Could the single bullet fragment have broken apart? If someone shook or dropped that plastic case the fragment could potentially have broken apart.
Not really the issue Gerry.
An FBI report dated the 30th [SA Doyle Williams] states that Gregory removed a single metal fragment from JBC's arm and that Gregory himself stated that no other bits of metal were removed from JBC's body. Gregory also reported that Surgery Supervisor, Audrey Bell, took custody of the metal fragment and that she received a receipt for it from State Trooper Bob Nolan.
Another FBI report by Williams dated the 23rd, states that a bullet fragment was turned over to Tooper Nolan at Parkland and that he eventually turned it over to Will Fritz. This fragment was part of the evidence collected by SA Vince Drain and transported to the FBI lab in Washington where it was received by SA Robert Frazier, Lead Examiner of the investigation into the assassination. Frazier recorded it as being a single fragment and gave it the Q number Q9.
A single fragment removed by Gregory and recorded by Frazier as a single fragment.
But then we have Gregory's operative record - that he removed multiple fragments at various levels of flesh.

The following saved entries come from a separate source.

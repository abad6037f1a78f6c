use anyhow::{bail, Context, Result};

use crate::import::ImportConfig;

/// Which implementation answers structured-extraction requests.
#[derive(Debug, Clone, PartialEq, Eq)]
pub enum ExtractionBackend {
    /// Hosted extraction function reached over HTTP.
    Function { url: String, key: Option<String> },
    /// Direct LLM prompting through `LlmClient`.
    Llm { api_key: String },
}

/// Application configuration loaded from environment variables.
/// Startup fails if required variables are missing.
#[derive(Debug, Clone)]
pub struct Config {
    pub backend: ExtractionBackend,
    pub extraction_timeout_secs: u64,
    pub max_upload_bytes: u64,
    pub development_mode: bool,
    /// Sessions untouched for this long are dropped by the sweeper.
    pub session_ttl_secs: u64,
    pub port: u16,
    pub rust_log: String,
}

impl Config {
    pub fn from_env() -> Result<Self> {
        dotenvy::dotenv().ok(); // load .env if present; ignore if missing
        Self::from_vars(|key| std::env::var(key).ok())
    }

    /// Builds the config from any variable source.
    pub fn from_vars(var: impl Fn(&str) -> Option<String>) -> Result<Self> {
        let require = |key: &str| {
            var(key)
                .filter(|v| !v.trim().is_empty())
                .with_context(|| format!("Required environment variable '{key}' is not set"))
        };

        let backend = match var("EXTRACTION_BACKEND").as_deref().unwrap_or("function") {
            "function" => ExtractionBackend::Function {
                url: require("EXTRACTION_SERVICE_URL")?,
                key: var("EXTRACTION_SERVICE_KEY").filter(|v| !v.is_empty()),
            },
            "llm" => ExtractionBackend::Llm {
                api_key: require("ANTHROPIC_API_KEY")?,
            },
            other => bail!("EXTRACTION_BACKEND must be 'function' or 'llm', got '{other}'"),
        };

        let max_upload_mb = var("MAX_UPLOAD_MB")
            .unwrap_or_else(|| "10".to_string())
            .parse::<u64>()
            .context("MAX_UPLOAD_MB must be a whole number of megabytes")?;
        let max_upload_bytes = max_upload_mb
            .checked_mul(1024 * 1024)
            .with_context(|| format!("MAX_UPLOAD_MB is too large: {max_upload_mb}"))?;

        Ok(Config {
            backend,
            extraction_timeout_secs: var("EXTRACTION_TIMEOUT_SECS")
                .unwrap_or_else(|| "120".to_string())
                .parse::<u64>()
                .context("EXTRACTION_TIMEOUT_SECS must be a number of seconds")?,
            max_upload_bytes,
            development_mode: var("IS_DEVELOPMENT")
                .map(|v| parse_flag(&v))
                .unwrap_or(false),
            session_ttl_secs: var("SESSION_TTL_SECS")
                .unwrap_or_else(|| "3600".to_string())
                .parse::<u64>()
                .context("SESSION_TTL_SECS must be a number of seconds")?,
            port: var("PORT")
                .unwrap_or_else(|| "8080".to_string())
                .parse::<u16>()
                .context("PORT must be a valid port number")?,
            rust_log: var("RUST_LOG").unwrap_or_else(|| "info".to_string()),
        })
    }
}

impl From<&Config> for ImportConfig {
    fn from(config: &Config) -> Self {
        ImportConfig {
            max_file_bytes: config.max_upload_bytes,
            development_mode: config.development_mode,
        }
    }
}

fn parse_flag(value: &str) -> bool {
    matches!(
        value.trim().to_ascii_lowercase().as_str(),
        "1" | "true" | "yes" | "on"
    )
}
//! Reconciles the untrusted candidate object into a complete `CanonicalResume`.
//!
//! Every field has exactly one defaulting rule below. The mapping is total:
//! any JSON value, including `null`, arrays, and wrong-typed fields, produces
//! a fully populated record.

use serde_json::{Map, Value};

use crate::models::resume::{
    AdditionalCourse, Availability, Award, CanonicalResume, Certification, Education, Experience,
    PortfolioItem, ProfessionalAffiliation, Project, Publication, Reference, Volunteer,
};

/// Keys tried, in order, when a skill or language arrives as an object.
const PRIMITIVE_ITEM_KEYS: &[&str] = &["name", "language", "skill"];

pub fn build_resume(
    candidate: &Value,
    extracted_email: Option<&str>,
    extracted_phone: Option<&str>,
) -> CanonicalResume {
    let empty = Map::new();
    let fields = candidate.as_object().unwrap_or(&empty);

    CanonicalResume {
        full_name: string_field(fields, "fullName"),
        email: contact_field(fields, "email", extracted_email),
        phone: contact_field(fields, "phone", extracted_phone),
        location: string_field(fields, "location"),
        website: string_field(fields, "website"),
        linkedin: string_field(fields, "linkedin"),
        summary: string_field(fields, "summary"),
        experience: record_list(fields, "experience"),
        education: record_list(fields, "education"),
        skills: primitive_list(fields, "skills"),
        languages: primitive_list(fields, "languages"),
        certifications: record_list(fields, "certifications"),
        projects: record_list(fields, "projects"),
        volunteer: record_list(fields, "volunteer"),
        references: record_list(fields, "references"),
        professional_objective: string_field(fields, "professionalObjective"),
        publications: record_list(fields, "publications"),
        awards: record_list(fields, "awards"),
        additional_courses: record_list(fields, "additionalCourses"),
        professional_affiliations: record_list(fields, "professionalAffiliations"),
        portfolio: record_list(fields, "portfolio"),
        personal_interests: string_field(fields, "personalInterests"),
        availability: availability(fields.get("availability")),
    }
}

// ──────────────────────────────────────────────────────────────
// Scalars
// ──────────────────────────────────────────────────────────────

fn coerce_string(value: Option<&Value>) -> String {
    match value {
        Some(Value::String(s)) => s.clone(),
        Some(Value::Number(n)) => n.to_string(),
        _ => String::new(),
    }
}

fn string_field(fields: &Map<String, Value>, key: &str) -> String {
    coerce_string(fields.get(key))
}

/// Service value when non-empty, else the locally matched signal.
fn contact_field(fields: &Map<String, Value>, key: &str, fallback: Option<&str>) -> String {
    let value = string_field(fields, key);
    if !value.is_empty() {
        return value;
    }
    fallback.unwrap_or_default().to_string()
}

/// Loose truthiness: any non-empty string counts, so "Open to relocation" is
/// `true`, except for explicit negatives such as "no" or "false". Arrays and
/// objects count as present.
fn coerce_bool(value: Option<&Value>) -> bool {
    match value {
        None | Some(Value::Null) => false,
        Some(Value::Bool(b)) => *b,
        Some(Value::Number(n)) => n.as_f64().is_some_and(|f| f != 0.0),
        Some(Value::String(s)) => !matches!(
            s.trim().to_ascii_lowercase().as_str(),
            "" | "false" | "no" | "n" | "0" | "none" | "off"
        ),
        Some(Value::Array(_) | Value::Object(_)) => true,
    }
}

fn availability(value: Option<&Value>) -> Availability {
    let Some(fields) = value.and_then(Value::as_object) else {
        return Availability::default();
    };
    Availability {
        relocation: coerce_bool(fields.get("relocation")),
        remote: coerce_bool(fields.get("remote")),
        start_date: string_field(fields, "startDate"),
        notice: string_field(fields, "notice"),
        preferences: string_field(fields, "preferences"),
    }
}

// ──────────────────────────────────────────────────────────────
// Lists
// ──────────────────────────────────────────────────────────────

/// A list element built from a candidate object, every sub-field defaulted.
trait FromCandidate {
    fn from_candidate(fields: &Map<String, Value>) -> Self;
}

macro_rules! from_candidate {
    ($ty:ident { $($field:ident => $key:literal),* $(,)? }) => {
        impl FromCandidate for $ty {
            fn from_candidate(fields: &Map<String, Value>) -> Self {
                Self {
                    $($field: string_field(fields, $key)),*
                }
            }
        }
    };
}

from_candidate!(Experience {
    company => "company",
    position => "position",
    start_date => "startDate",
    end_date => "endDate",
    description => "description",
});
from_candidate!(Education {
    school => "school",
    degree => "degree",
    field => "field",
    start_date => "startDate",
    end_date => "endDate",
});
from_candidate!(Certification {
    name => "name",
    issuer => "issuer",
    date => "date",
});
from_candidate!(Project {
    name => "name",
    description => "description",
    url => "url",
});
from_candidate!(Volunteer {
    organization => "organization",
    role => "role",
    description => "description",
});
from_candidate!(Reference {
    name => "name",
    position => "position",
    company => "company",
    contact => "contact",
});
from_candidate!(Publication {
    title => "title",
    publisher => "publisher",
    date => "date",
    url => "url",
});
from_candidate!(Award {
    name => "name",
    issuer => "issuer",
    date => "date",
    description => "description",
});
from_candidate!(AdditionalCourse {
    name => "name",
    institution => "institution",
    date => "date",
    description => "description",
});
from_candidate!(ProfessionalAffiliation {
    organization => "organization",
    role => "role",
    start_date => "startDate",
    end_date => "endDate",
});
from_candidate!(PortfolioItem {
    title => "title",
    description => "description",
    url => "url",
});

/// Non-array values become `[]`; non-object elements become empty records.
fn record_list<T: FromCandidate>(fields: &Map<String, Value>, key: &str) -> Vec<T> {
    let empty = Map::new();
    match fields.get(key) {
        Some(Value::Array(items)) => items
            .iter()
            .map(|item| T::from_candidate(item.as_object().unwrap_or(&empty)))
            .collect(),
        _ => Vec::new(),
    }
}

fn primitive_list(fields: &Map<String, Value>, key: &str) -> Vec<String> {
    match fields.get(key) {
        Some(Value::Array(items)) => items.iter().filter_map(primitive_item).collect(),
        _ => Vec::new(),
    }
}

fn primitive_item(item: &Value) -> Option<String> {
    match item {
        Value::String(s) if !s.is_empty() => Some(s.clone()),
        Value::Number(n) => Some(n.to_string()),
        Value::Object(obj) => PRIMITIVE_ITEM_KEYS
            .iter()
            .filter_map(|key| obj.get(*key).and_then(Value::as_str))
            .find(|s| !s.is_empty())
            .map(String::from),
        _ => None,
    }
}

#[cfg(test)]
mod tests {
    use super::*;
    use crate::models::resume::CANONICAL_FIELDS;
    use proptest::prelude::*;
    use serde_json::json;

    #[test]
    fn test_service_email_wins_over_signal() {
        let resume = build_resume(&json!({"email": "a@b.com"}), Some("c@d.com"), None);
        assert_eq!(resume.email, "a@b.com");
    }

    #[test]
    fn test_signal_fills_empty_or_missing_email() {
        assert_eq!(
            build_resume(&json!({"email": ""}), Some("c@d.com"), None).email,
            "c@d.com"
        );
        assert_eq!(build_resume(&json!({}), Some("c@d.com"), None).email, "c@d.com");
        assert_eq!(build_resume(&json!({"email": null}), None, None).email, "");
    }

    #[test]
    fn test_phone_fallback() {
        let resume = build_resume(&json!({"fullName": "John Doe"}), None, Some("555-123-4567"));
        assert_eq!(resume.phone, "555-123-4567");
    }

    #[test]
    fn test_only_full_name_leaves_everything_else_default() {
        let resume = build_resume(
            &json!({"fullName": "John Doe"}),
            Some("john@x.com"),
            Some("555-123-4567"),
        );
        let expected = CanonicalResume {
            full_name: "John Doe".into(),
            email: "john@x.com".into(),
            phone: "555-123-4567".into(),
            ..CanonicalResume::default()
        };
        assert_eq!(resume, expected);
    }

    #[test]
    fn test_non_object_candidates_default() {
        for candidate in [json!(null), json!([]), json!("text"), json!(42), json!({})] {
            assert_eq!(
                build_resume(&candidate, None, None),
                CanonicalResume::default(),
                "candidate {candidate}"
            );
        }
    }

    #[test]
    fn test_wrong_typed_fields_default() {
        let resume = build_resume(
            &json!({
                "fullName": {"first": "Jane"},
                "summary": ["a", "b"],
                "experience": "Acme, 2019-2021",
                "skills": {"rust": true},
                "availability": "immediately",
            }),
            None,
            None,
        );
        assert_eq!(resume.full_name, "");
        assert_eq!(resume.summary, "");
        assert!(resume.experience.is_empty());
        assert!(resume.skills.is_empty());
        assert_eq!(resume.availability, Availability::default());
    }

    #[test]
    fn test_numbers_render_as_strings() {
        let resume = build_resume(
            &json!({
                "phone": 5551234567u64,
                "education": [{"school": "MIT", "startDate": 2015, "endDate": 2019}],
            }),
            None,
            None,
        );
        assert_eq!(resume.phone, "5551234567");
        assert_eq!(resume.education[0].start_date, "2015");
        assert_eq!(resume.education[0].end_date, "2019");
        assert_eq!(resume.education[0].degree, "");
    }

    #[test]
    fn test_record_list_fills_missing_subfields() {
        let resume = build_resume(
            &json!({"experience": [
                {"company": "Acme", "position": "Engineer"},
                null,
                "Freelance",
            ]}),
            None,
            None,
        );
        assert_eq!(resume.experience.len(), 3);
        assert_eq!(resume.experience[0].company, "Acme");
        assert_eq!(resume.experience[0].start_date, "");
        assert_eq!(resume.experience[1], Experience::default());
        assert_eq!(resume.experience[2], Experience::default());
    }

    #[test]
    fn test_primitive_lists_drop_empty_and_coerce() {
        let resume = build_resume(
            &json!({
                "skills": ["Rust", "", null, false, 3, {"name": "Go"}, {"level": "high"}],
                "languages": [{"language": "Spanish"}, "English"],
            }),
            None,
            None,
        );
        assert_eq!(resume.skills, vec!["Rust", "3", "Go"]);
        assert_eq!(resume.languages, vec!["Spanish", "English"]);
    }

    #[test]
    fn test_availability_coercion() {
        let resume = build_resume(
            &json!({"availability": {
                "relocation": "Yes",
                "remote": 1,
                "startDate": "2025-01-01",
                "notice": null,
            }}),
            None,
            None,
        );
        assert_eq!(
            resume.availability,
            Availability {
                relocation: true,
                remote: true,
                start_date: "2025-01-01".into(),
                notice: String::new(),
                preferences: String::new(),
            }
        );
    }

    #[test]
    fn test_availability_descriptive_strings_are_truthy() {
        let resume = build_resume(
            &json!({"availability": {"relocation": "Open to relocation", "remote": [true]}}),
            None,
            None,
        );
        assert!(resume.availability.relocation);
        assert!(resume.availability.remote);
    }

    #[test]
    fn test_availability_negative_and_empty_values_are_false() {
        for value in [json!("No"), json!(" false "), json!(""), json!(0), json!(null)] {
            let resume = build_resume(
                &json!({"availability": {"relocation": value.clone(), "remote": value}}),
                None,
                None,
            );
            assert!(!resume.availability.relocation);
            assert!(!resume.availability.remote);
        }
    }

    // ──────────────────────────────────────────────────────────
    // Totality
    // ──────────────────────────────────────────────────────────

    fn field_key() -> impl Strategy<Value = String> {
        prop_oneof![
            prop::sample::select(CANONICAL_FIELDS.to_vec()).prop_map(String::from),
            prop::sample::select(vec![
                "name", "company", "startDate", "relocation", "remote", "language", "url",
            ])
            .prop_map(String::from),
            "[a-z]{1,6}",
        ]
    }

    fn arb_json() -> impl Strategy<Value = Value> {
        let leaf = prop_oneof![
            Just(Value::Null),
            any::<bool>().prop_map(Value::Bool),
            any::<i64>().prop_map(Value::from),
            any::<f64>().prop_map(Value::from),
            "[a-zA-Z0-9@. ]{0,12}".prop_map(Value::String),
        ];
        leaf.prop_recursive(4, 64, 8, |inner| {
            prop_oneof![
                prop::collection::vec(inner.clone(), 0..6).prop_map(Value::Array),
                prop::collection::hash_map(field_key(), inner, 0..8)
                    .prop_map(|map| Value::Object(map.into_iter().collect())),
            ]
        })
    }

    fn contains_null(value: &Value) -> bool {
        match value {
            Value::Null => true,
            Value::Array(items) => items.iter().any(contains_null),
            Value::Object(map) => map.values().any(contains_null),
            _ => false,
        }
    }

    proptest! {
        #[test]
        fn prop_build_is_total(
            candidate in arb_json(),
            email in proptest::option::of("[a-z]{1,5}@[a-z]{1,5}\\.com"),
        ) {
            let resume = build_resume(&candidate, email.as_deref(), None);
            let value = serde_json::to_value(&resume).unwrap();
            let obj = value.as_object().unwrap();

            prop_assert!(!contains_null(&value));
            prop_assert_eq!(obj.len(), CANONICAL_FIELDS.len());
            for field in CANONICAL_FIELDS {
                prop_assert!(obj.contains_key(*field));
            }
            for list in ["experience", "education", "skills", "languages", "portfolio"] {
                prop_assert!(obj[list].is_array());
            }
            prop_assert!(obj["availability"].is_object());
        }

        #[test]
        fn prop_email_precedence(candidate_email in "[a-z@.]{0,8}", signal in "[a-z]{1,4}@x\\.io") {
            let resume = build_resume(
                &json!({"email": candidate_email.clone()}),
                Some(signal.as_str()),
                None,
            );
            if candidate_email.is_empty() {
                prop_assert_eq!(resume.email, signal);
            } else {
                prop_assert_eq!(resume.email, candidate_email);
            }
        }
    }
}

And Audrey Bell insisting she received multiple fragments, "perhaps 4", from JBC's body and turned them over to plainsclothes federal agents, not a state trooper.
When showed CE 842 she accepts the envelope was the one she used that day (she even points the word "fragments" out, meaning multiple fragments) but when showed the picture of the fragments she stated they "were too small, and were too few in number, to represent what she handled on 11/23/63".

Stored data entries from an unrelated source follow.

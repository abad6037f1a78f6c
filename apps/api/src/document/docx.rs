//! DOCX text layer: reads `word/document.xml` out of the OOXML zip container and
//! keeps the raw run text, one blank line per paragraph.

use std::io::{Cursor, Read};

use quick_xml::events::Event;
use quick_xml::reader::Reader;
use thiserror::Error;
use tracing::{debug, warn};

use super::normalize::{normalize, TextSource};
use super::{DegradedReason, TextLayer};

const DOCUMENT_PART: &str = "word/document.xml";
/// Decompressed size cap for the document part. Uploads are capped compressed,
/// so this bounds what a deflate bomb can expand to.
const MAX_DOCUMENT_XML_BYTES: u64 = 32 * 1024 * 1024;

#[derive(Debug, Error)]
enum DocxError {
    #[error("not a DOCX archive: {0}")]
    Archive(#[from] zip::result::ZipError),

    #[error("failed to read {DOCUMENT_PART}: {0}")]
    Io(#[from] std::io::Error),

    #[error("{DOCUMENT_PART} expands beyond {limit} bytes")]
    TooLarge { limit: u64 },

    #[error("{DOCUMENT_PART} is not UTF-8: {0}")]
    Encoding(#[from] std::string::FromUtf8Error),

    #[error("malformed document XML: {0}")]
    Xml(#[from] quick_xml::Error),
}

/// Extracts and cleans the text of a DOCX buffer. Never fails.
pub fn extract(docx_bytes: &[u8]) -> TextLayer {
    match read_raw_text(docx_bytes, MAX_DOCUMENT_XML_BYTES) {
        Ok(raw) => {
            debug!(raw_chars = raw.len(), "DOCX text extracted");
            TextLayer::from_clean(normalize(&raw, TextSource::Docx))
        }
        Err(e) => {
            warn!(error = %e, bytes = docx_bytes.len(), "DOCX text could not be read");
            TextLayer::Degraded(DegradedReason::Unreadable(e.to_string()))
        }
    }
}

fn read_raw_text(docx_bytes: &[u8], max_xml_bytes: u64) -> Result<String, DocxError> {
    let mut archive = zip::ZipArchive::new(Cursor::new(docx_bytes))?;
    let mut part = archive.by_name(DOCUMENT_PART)?;
    if part.size() > max_xml_bytes {
        return Err(DocxError::TooLarge {
            limit: max_xml_bytes,
        });
    }

    // The declared size can lie; never read past the cap either way.
    let mut raw = Vec::new();
    part.by_ref().take(max_xml_bytes + 1).read_to_end(&mut raw)?;
    if raw.len() as u64 > max_xml_bytes {
        return Err(DocxError::TooLarge {
            limit: max_xml_bytes,
        });
    }

    let xml = String::from_utf8(raw)?;
    Ok(document_xml_to_text(&xml)?)
}

/// Walks the WordprocessingML body. Only `<w:t>` content is text; tabs and
/// breaks inside runs become whitespace; each paragraph ends with a blank line.
fn document_xml_to_text(xml: &str) -> Result<String, quick_xml::Error> {
    let mut reader = Reader::from_str(xml);
    let mut text = String::new();
    let mut in_run = false;
    let mut in_text = false;

    loop {
        match reader.read_event()? {
            Event::Start(e) => match e.local_name().as_ref() {
                b"r" => in_run = true,
                b"t" => in_text = true,
                _ => {}
            },
            Event::End(e) => match e.local_name().as_ref() {
                b"r" => in_run = false,
                b"t" => in_text = false,
                b"p" => text.push_str("\n\n"),
                _ => {}
            },
            Event::Empty(e) => match e.local_name().as_ref() {
                b"tab" if in_run => text.push('\t'),
                b"br" | b"cr" if in_run => text.push('\n'),
                b"p" => text.push_str("\n\n"),
                _ => {}
            },
            Event::Text(e) if in_text => text.push_str(&e.unescape()?),
            Event::Eof => break,
            _ => {}
        }
    }

    Ok(text)
}

#[cfg(test)]
pub(crate) mod fixtures {
    use std::io::{Cursor, Write};

    use zip::write::SimpleFileOptions;

    /// Builds a minimal DOCX whose body has one paragraph per line of `text`.
    /// Lines are inserted verbatim, so callers escape XML themselves.
    pub fn docx_from_text(text: &str) -> Vec<u8> {
        let body: String = text
            .split('\n')
            .map(|line| {
                if line.is_empty() {
                    "<w:p/>".to_string()
                } else {
                    format!("<w:p><w:r><w:t xml:space=\"preserve\">{line}</w:t></w:r></w:p>")
                }
            })
            .collect();
        let xml = format!(
            "<?xml version=\"1.0\" encoding=\"UTF-8\" standalone=\"yes\"?>\
             <w:document xmlns:w=\"http://schemas.openxmlformats.org/wordprocessingml/2006/main\">\
             <w:body>{body}</w:body></w:document>"
        );
        archive_with_part("word/document.xml", &xml)
    }

    pub fn archive_with_part(name: &str, contents: &str) -> Vec<u8> {
        write_archive(name, contents, zip::CompressionMethod::Stored)
    }

    pub fn deflated_archive_with_part(name: &str, contents: &str) -> Vec<u8> {
        write_archive(name, contents, zip::CompressionMethod::Deflated)
    }

    fn write_archive(name: &str, contents: &str, method: zip::CompressionMethod) -> Vec<u8> {
        let mut writer = zip::ZipWriter::new(Cursor::new(Vec::new()));
        let options = SimpleFileOptions::default().compression_method(method);
        writer.start_file(name, options).unwrap();
        writer.write_all(contents.as_bytes()).unwrap();
        writer.finish().unwrap().into_inner()
    }
}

We have two completely different narratives concerning the number fragments removed from Connally's wrist and what happened to them. These are documented difference and have nothing to do with shaking containers.

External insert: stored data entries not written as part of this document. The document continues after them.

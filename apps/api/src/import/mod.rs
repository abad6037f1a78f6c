//! Resume import: the two-phase session that turns an uploaded file into a
//! `CanonicalResume`.
//!
//! Phase 1 (`load`): validate → extract text layer → normalize.
//! Phase 2 (`parse`): deterministic signals → structured extraction → builder.
//!
//! `ImportError` is the one error type callers ever see from this module.

pub mod builder;
pub mod handlers;
pub mod orchestrator;
pub mod session;

use serde::Serialize;
use thiserror::Error;

use crate::extraction::ServiceError;
use session::ImportState;

pub use orchestrator::{FileUpload, ImportOrchestrator, LoadReport, ParseOptions};

const MIB: u64 = 1024 * 1024;

pub const DEFAULT_MAX_FILE_BYTES: u64 = 10 * MIB;

const GENERIC_FAILURE_MESSAGE: &str = "Failed to analyze resume. Please try again.";
const NO_DATA_MESSAGE: &str = "No data received from resume analysis";

/// Per-session settings, fixed when the orchestrator is built.
#[derive(Debug, Clone, Copy, PartialEq, Eq)]
pub struct ImportConfig {
    pub max_file_bytes: u64,
    /// Verbose diagnostics; also forwarded to the extraction service.
    pub development_mode: bool,
}

impl Default for ImportConfig {
    fn default() -> Self {
        Self {
            max_file_bytes: DEFAULT_MAX_FILE_BYTES,
            development_mode: false,
        }
    }
}

impl ImportConfig {
    pub fn max_file_mb(&self) -> u64 {
        self.max_file_bytes / MIB
    }
}

/// Normalized import failure. `Display` is the message shown to the user.
#[derive(Debug, Clone, PartialEq, Eq, Error)]
pub enum ImportError {
    #[error("Please upload a PDF or DOCX file")]
    InvalidFileType { file_name: String },

    #[error("File size must be less than {limit_mb}MB")]
    FileTooLarge { limit_mb: u64 },

    #[error("No text content extracted from document")]
    EmptyContent,

    #[error("{0}")]
    ExtractionFailed(String),

    #[error("Resume parsing service is temporarily unavailable. Please try again later.")]
    ServiceUnavailable,

    #[error("An import is already in progress ({0}). Wait for it to finish or reset the session.")]
    Busy(ImportState),

    #[error("Cannot {action} while the import is {state}")]
    InvalidTransition {
        action: &'static str,
        state: ImportState,
    },

    #[error("The import was cancelled")]
    Cancelled,

    #[error("Something went wrong while importing the file. Please try again.")]
    Internal(String),
}

impl ImportError {
    pub fn code(&self) -> &'static str {
        match self {
            ImportError::InvalidFileType { .. } => "INVALID_FILE_TYPE",
            ImportError::FileTooLarge { .. } => "FILE_TOO_LARGE",
            ImportError::EmptyContent => "EMPTY_CONTENT",
            ImportError::ExtractionFailed(_) => "EXTRACTION_FAILED",
            ImportError::ServiceUnavailable => "SERVICE_UNAVAILABLE",
            ImportError::Busy(_) => "IMPORT_BUSY",
            ImportError::InvalidTransition { .. } => "INVALID_TRANSITION",
            ImportError::Cancelled => "CANCELLED",
            ImportError::Internal(_) => "INTERNAL_ERROR",
        }
    }

    /// Whether repeating the same action can succeed without changing the input.
    pub fn retryable(&self) -> bool {
        matches!(
            self,
            ImportError::ExtractionFailed(_)
                | ImportError::ServiceUnavailable
                | ImportError::Busy(_)
                | ImportError::Internal(_)
        )
    }
}

/// Wire form of an `ImportError`, as kept in session snapshots.
#[derive(Debug, Clone, PartialEq, Eq, Serialize)]
pub struct ErrorSummary {
    pub code: &'static str,
    pub message: String,
    pub retryable: bool,
}

impl From<&ImportError> for ErrorSummary {
    fn from(err: &ImportError) -> Self {
        Self {
            code: err.code(),
            message: err.to_string(),
            retryable: err.retryable(),
        }
    }
}

/// Collapses every extraction-service failure into the import taxonomy.
pub fn translate_service_error(err: &ServiceError) -> ImportError {
    if err.is_unavailable() {
        return ImportError::ServiceUnavailable;
    }
    match err {
        ServiceError::EmptyResponse => ImportError::ExtractionFailed(NO_DATA_MESSAGE.to_string()),
        other => ImportError::ExtractionFailed(
            other
                .service_message()
                .unwrap_or(GENERIC_FAILURE_MESSAGE)
                .to_string(),
        ),
    }
}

But there does seem to be a way of definitively ascertaining how many fragments were removed from Connally's wrist. This is from Dr. Gregory's WC testimony:
Dr. GREGORY. Only to indicate that there were two fragments of metal retrieved in the course of dealing with this wound surgically.
For the subsequent X-rays of the same area, after the initial surgery indicate that those fragments are no longer there.
And as I stated, I thought I had retrieved two of them. The major one or ones now being missing. The small one related to the bone or most closely related to the bone...Not one, not four, but two fragments.
In this section of his testimony, Gregory is referring to sets of X-rays that were taken of JBC's wrist pre-op and post-op. They demonstrate beyond doubt that before JBC had surgery performed on his wrist there were three metal fragments in his wrist and that after surgery was performed, only one remained, meaning Gregory had removed two metal fragments.
This, however, doesn't answer Audrey Bell's recollection of turning over the fragments to federal agents and not State Trooper Nolan.
And it most certainly doesn't answer why Frazier, so meticulous when recording other evidence, would label Q9 as a single fragment.
But it is definitive, right?
The X-rays prove two fragments were removed from JBC's wrist, right?
Then we come to a the picture of Q9 in the National Archives:
FOUR FRAGMENTS!!
Just as Audrey Bell thought there was.
What on earth can explain all of these differences in narratives and physical evidence?